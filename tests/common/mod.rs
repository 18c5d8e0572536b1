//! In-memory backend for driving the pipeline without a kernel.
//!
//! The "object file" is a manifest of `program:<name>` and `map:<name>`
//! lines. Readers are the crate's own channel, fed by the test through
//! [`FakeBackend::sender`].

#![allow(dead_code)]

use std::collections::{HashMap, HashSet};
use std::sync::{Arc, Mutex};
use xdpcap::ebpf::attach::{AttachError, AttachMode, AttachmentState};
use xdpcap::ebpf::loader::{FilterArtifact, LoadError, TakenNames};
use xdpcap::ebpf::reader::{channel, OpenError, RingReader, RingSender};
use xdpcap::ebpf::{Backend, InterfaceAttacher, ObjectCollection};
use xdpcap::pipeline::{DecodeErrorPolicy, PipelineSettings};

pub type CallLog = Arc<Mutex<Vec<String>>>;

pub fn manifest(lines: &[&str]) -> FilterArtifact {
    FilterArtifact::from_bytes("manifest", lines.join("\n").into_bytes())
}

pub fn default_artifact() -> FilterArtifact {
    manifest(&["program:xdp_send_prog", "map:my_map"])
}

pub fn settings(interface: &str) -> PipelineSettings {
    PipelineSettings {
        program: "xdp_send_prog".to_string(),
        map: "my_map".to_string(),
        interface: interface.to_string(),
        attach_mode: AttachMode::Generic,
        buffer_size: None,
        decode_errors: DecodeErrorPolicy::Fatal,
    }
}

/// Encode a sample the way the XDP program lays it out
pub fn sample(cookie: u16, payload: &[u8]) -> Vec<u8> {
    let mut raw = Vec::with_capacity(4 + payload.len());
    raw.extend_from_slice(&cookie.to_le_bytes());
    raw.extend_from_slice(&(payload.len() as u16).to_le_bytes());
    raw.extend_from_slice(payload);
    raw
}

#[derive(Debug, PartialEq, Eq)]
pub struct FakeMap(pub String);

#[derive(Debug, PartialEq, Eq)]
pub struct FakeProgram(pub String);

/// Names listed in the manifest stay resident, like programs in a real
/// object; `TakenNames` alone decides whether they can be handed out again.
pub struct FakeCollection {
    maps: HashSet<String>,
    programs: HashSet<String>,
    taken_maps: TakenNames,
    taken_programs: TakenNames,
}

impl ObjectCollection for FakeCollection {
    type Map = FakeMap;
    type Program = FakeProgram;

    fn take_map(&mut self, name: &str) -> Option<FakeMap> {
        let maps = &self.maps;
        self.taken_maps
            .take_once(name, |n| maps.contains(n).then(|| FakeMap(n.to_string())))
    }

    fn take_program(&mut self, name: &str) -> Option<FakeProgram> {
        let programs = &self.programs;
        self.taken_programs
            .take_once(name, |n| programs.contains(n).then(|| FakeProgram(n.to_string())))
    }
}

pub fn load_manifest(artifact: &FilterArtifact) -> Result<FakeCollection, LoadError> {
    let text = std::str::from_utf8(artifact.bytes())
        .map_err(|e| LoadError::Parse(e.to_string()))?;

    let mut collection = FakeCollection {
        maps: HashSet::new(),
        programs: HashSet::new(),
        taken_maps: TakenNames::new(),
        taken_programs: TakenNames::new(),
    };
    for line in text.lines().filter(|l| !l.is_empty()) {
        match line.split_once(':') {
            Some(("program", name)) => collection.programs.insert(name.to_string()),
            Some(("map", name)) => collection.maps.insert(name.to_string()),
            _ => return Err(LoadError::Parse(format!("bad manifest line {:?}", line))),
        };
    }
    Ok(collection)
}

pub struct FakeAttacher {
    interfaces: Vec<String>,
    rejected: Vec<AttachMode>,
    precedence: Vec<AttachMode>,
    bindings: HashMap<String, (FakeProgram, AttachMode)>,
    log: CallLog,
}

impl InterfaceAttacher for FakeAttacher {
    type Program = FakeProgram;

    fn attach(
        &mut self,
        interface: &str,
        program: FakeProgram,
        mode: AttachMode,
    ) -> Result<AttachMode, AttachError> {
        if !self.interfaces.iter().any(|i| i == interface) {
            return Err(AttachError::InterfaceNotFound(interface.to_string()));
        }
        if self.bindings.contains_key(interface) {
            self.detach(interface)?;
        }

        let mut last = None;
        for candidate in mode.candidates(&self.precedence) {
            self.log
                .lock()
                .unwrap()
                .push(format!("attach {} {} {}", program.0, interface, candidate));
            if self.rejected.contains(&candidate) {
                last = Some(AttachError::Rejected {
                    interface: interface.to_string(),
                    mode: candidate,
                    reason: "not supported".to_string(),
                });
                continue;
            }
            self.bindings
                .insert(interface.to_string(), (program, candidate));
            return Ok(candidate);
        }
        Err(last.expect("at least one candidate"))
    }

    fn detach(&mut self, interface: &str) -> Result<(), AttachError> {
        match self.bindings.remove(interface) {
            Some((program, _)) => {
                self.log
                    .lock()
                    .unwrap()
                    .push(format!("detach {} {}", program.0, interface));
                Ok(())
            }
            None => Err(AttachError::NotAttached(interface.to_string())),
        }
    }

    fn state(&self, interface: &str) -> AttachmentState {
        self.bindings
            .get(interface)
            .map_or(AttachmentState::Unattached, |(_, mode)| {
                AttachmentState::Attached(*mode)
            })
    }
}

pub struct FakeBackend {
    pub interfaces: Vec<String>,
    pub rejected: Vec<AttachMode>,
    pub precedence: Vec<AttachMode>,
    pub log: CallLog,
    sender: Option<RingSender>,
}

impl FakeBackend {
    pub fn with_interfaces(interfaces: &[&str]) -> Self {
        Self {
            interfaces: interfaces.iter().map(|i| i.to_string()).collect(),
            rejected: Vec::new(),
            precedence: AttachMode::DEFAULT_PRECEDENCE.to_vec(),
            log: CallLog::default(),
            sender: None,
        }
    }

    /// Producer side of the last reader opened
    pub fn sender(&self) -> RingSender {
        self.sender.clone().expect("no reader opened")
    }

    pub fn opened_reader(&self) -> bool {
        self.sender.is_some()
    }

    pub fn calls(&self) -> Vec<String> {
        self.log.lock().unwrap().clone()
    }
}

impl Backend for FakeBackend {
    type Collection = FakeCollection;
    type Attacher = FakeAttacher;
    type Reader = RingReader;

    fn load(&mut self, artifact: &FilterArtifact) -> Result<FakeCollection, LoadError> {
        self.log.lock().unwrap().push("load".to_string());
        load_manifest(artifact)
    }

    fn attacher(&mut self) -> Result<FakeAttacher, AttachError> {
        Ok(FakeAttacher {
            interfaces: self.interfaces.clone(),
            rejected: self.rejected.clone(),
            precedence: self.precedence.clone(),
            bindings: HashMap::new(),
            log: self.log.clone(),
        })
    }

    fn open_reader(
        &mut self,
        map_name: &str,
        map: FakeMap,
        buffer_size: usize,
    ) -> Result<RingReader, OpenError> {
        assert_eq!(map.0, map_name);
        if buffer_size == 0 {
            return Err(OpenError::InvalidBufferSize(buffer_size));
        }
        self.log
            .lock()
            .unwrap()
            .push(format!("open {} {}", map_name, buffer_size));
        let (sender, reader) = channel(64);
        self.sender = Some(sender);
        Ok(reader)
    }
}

:::::

> What to produce
Could you repeat exactly the lines above from the line with "pub struct FakeMap(pub String);" up to and including the line with "fn take_program(&mut self, name: &str)", and only those?

> Completed task
pub struct FakeMap(pub String);

#[derive(Debug, PartialEq, Eq)]
pub struct FakeProgram(pub String);

/// Names listed in the manifest stay resident, like programs in a real
/// object; `TakenNames` alone decides whether they can be handed out again.
pub struct FakeCollection {
    maps: HashSet<String>,
    programs: HashSet<String>,
    taken_maps: TakenNames,
    taken_programs: TakenNames,
}

impl ObjectCollection for FakeCollection {
    type Map = FakeMap;
    type Program = FakeProgram;

    fn take_map(&mut self, name: &str) -> Option<FakeMap> {
        let maps = &self.maps;
        self.taken_maps
            .take_once(name, |n| maps.contains(n).then(|| FakeMap(n.to_string())))
    }

    fn take_program(&mut self, name: &str) -> Option<FakeProgram> {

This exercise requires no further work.